When it comes to creating a Web site, the code geeks will tell you to forget about WYSIWYG (what-you-see-is-what-you-get) editors and learn to code HTML in a simple text editor. I bet you dread the thought ... and rightly so!
Ignore these people, their advice is wrong for you.
Your primary goal is to build up your Web marketing business - quickly. It's pointless to put your income on hold whilst you study the intricacies of HTML. Even once you've learnt it, writing every line of code by hand is time consuming.
With a decent HTML editor you can create good web pages "out of the box." You will learn about HTML as you go along – it's almost inevitable.
But... if you are planning a simple site layout or are creating mini sales sites, then one of these will do the job just fine.
Top of the range editors include all the bells and whistles, check your source code for errors, and offer greater speed and flexibility. They enable not only the creation, but also the management of complex websites.
I recommend Adobe GoLive or Macromedia Dreamweaver. In my opinion GoLive has the best interface and is the easier of the two to learn, whilst Dreamweaver has the edge on technical sophistication and cleaner code.
However, though extremely good, both these programs are expensive. Soo unless you have plenty of money, think about your particular needs, interests and priorities before dropping a significant chunk of change into one of them. That cash would be better spent on marketing and promotion if it's an either / or situation.
Take a look at this excellent beginners guide to HTML and quickly creating your first site
Using A Designer
If you don't want to go anywhere near this HTML stuff at all, there are a couple of other options open to you.
One is to employ a good designer or design firm, preferably one that can also assist you in promoting your new site. If you can afford this option, don't short change yourself by ending up with the wrong people just to shave a few bucks off the price.
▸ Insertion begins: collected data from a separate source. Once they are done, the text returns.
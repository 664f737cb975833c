use clap::Parser;

use seo_audit::config::AppConfig;
use seo_audit::lifecycle;

mod cli;

#[tokio::main]
async fn main() -> anyhow::Result<()> {
    let config = AppConfig::load()?;
    lifecycle::init_logging(&config.telemetry);

    let cli = cli::Cli::parse();
    cli::run(cli, config).await
}
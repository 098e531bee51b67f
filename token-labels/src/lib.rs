//! Labels for rule-based matching over morphologically analyzed tokens.
//!
//! A label decides whether a token satisfies one condition of a grammar rule:
//! a grammeme test, a test on the surface value or normal forms, or an
//! agreement check against a token already on the match stack. Labels never
//! fail to signal a mismatch; `Ok(false)` is the mismatch. Errors are reserved
//! for rules that are malformed for their input.
//!
//! # Example
//!
//! ```
//! use token_labels::{Form, TermSpec, Token};
//!
//! let noun = Token::new("книга")
//!     .with_forms([Form::new("книга", ["NOUN", "femn", "sing", "nomn"])]);
//! let adjective = Token::new("новая")
//!     .with_forms([Form::new("новый", ["ADJF", "femn", "sing", "nomn"])]);
//!
//! let term = TermSpec::from_json(
//!     r#"{"labels": [{"label": "gram", "value": "ADJF"}, {"label": "gnc-match", "value": -1}]}"#,
//! )
//! .unwrap()
//! .compile()
//! .unwrap();
//!
//! assert!(term.matches(&adjective, &[noun]).unwrap());
//! ```

pub mod agreement;
pub mod config;
pub mod features;
pub mod gram;
pub mod registry;
pub mod surface;
pub mod token;

pub use config::{ConditionSpec, TermSpec, term_schema};
pub use registry::{Condition, Label, LabelValue, Term, ValueShape};
pub use surface::{CustomPredicate, Haystack};
pub use token::{Form, OpaqueValue, Token, TokenValue, ValueKind};

#[derive(Debug, thiserror::Error)]
pub enum LabelError {
    #[error("unknown label: {0:?}")]
    UnknownLabel(String),

    #[error("label `{label}` expects {expected}, got {found}")]
    InvalidValue {
        label: Label,
        expected: ValueShape,
        found: String,
    },

    #[error("malformed value kind: {0:?}")]
    InvalidKind(String),

    #[error("cannot {operation} {left} against {right}")]
    TypeMismatch {
        operation: &'static str,
        left: ValueKind,
        right: ValueKind,
    },

    #[error("match stack index {index} is out of range for a stack of {len} tokens")]
    StackIndexOutOfRange { index: isize, len: usize },

    #[error("invalid rule configuration")]
    Config(#[source] serde_json::Error),
}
Good potential candidates should meet the following criteria:
- Listen to your ideas
- Answer your questions in detail
- Display enthusiasm for the job
- Ask you plenty of questions about your project
- Are able to show past projects as examples of their work
- Don't talk about the latest fancy tricks
- Understand you need a marketing Web site that sells, not a pretty billboard
- Are not focused on price, being happy to explain the options they can offer to fit your budget
Unfortunately, although there are lots of great designers, there are also more than a few sharks and incompetents out there. To avoid being scammed, your best bet may in fact be to have a stab at designing a simple web page yourself first, and then search out a designer once you're armed with a little more knowledge on the subject.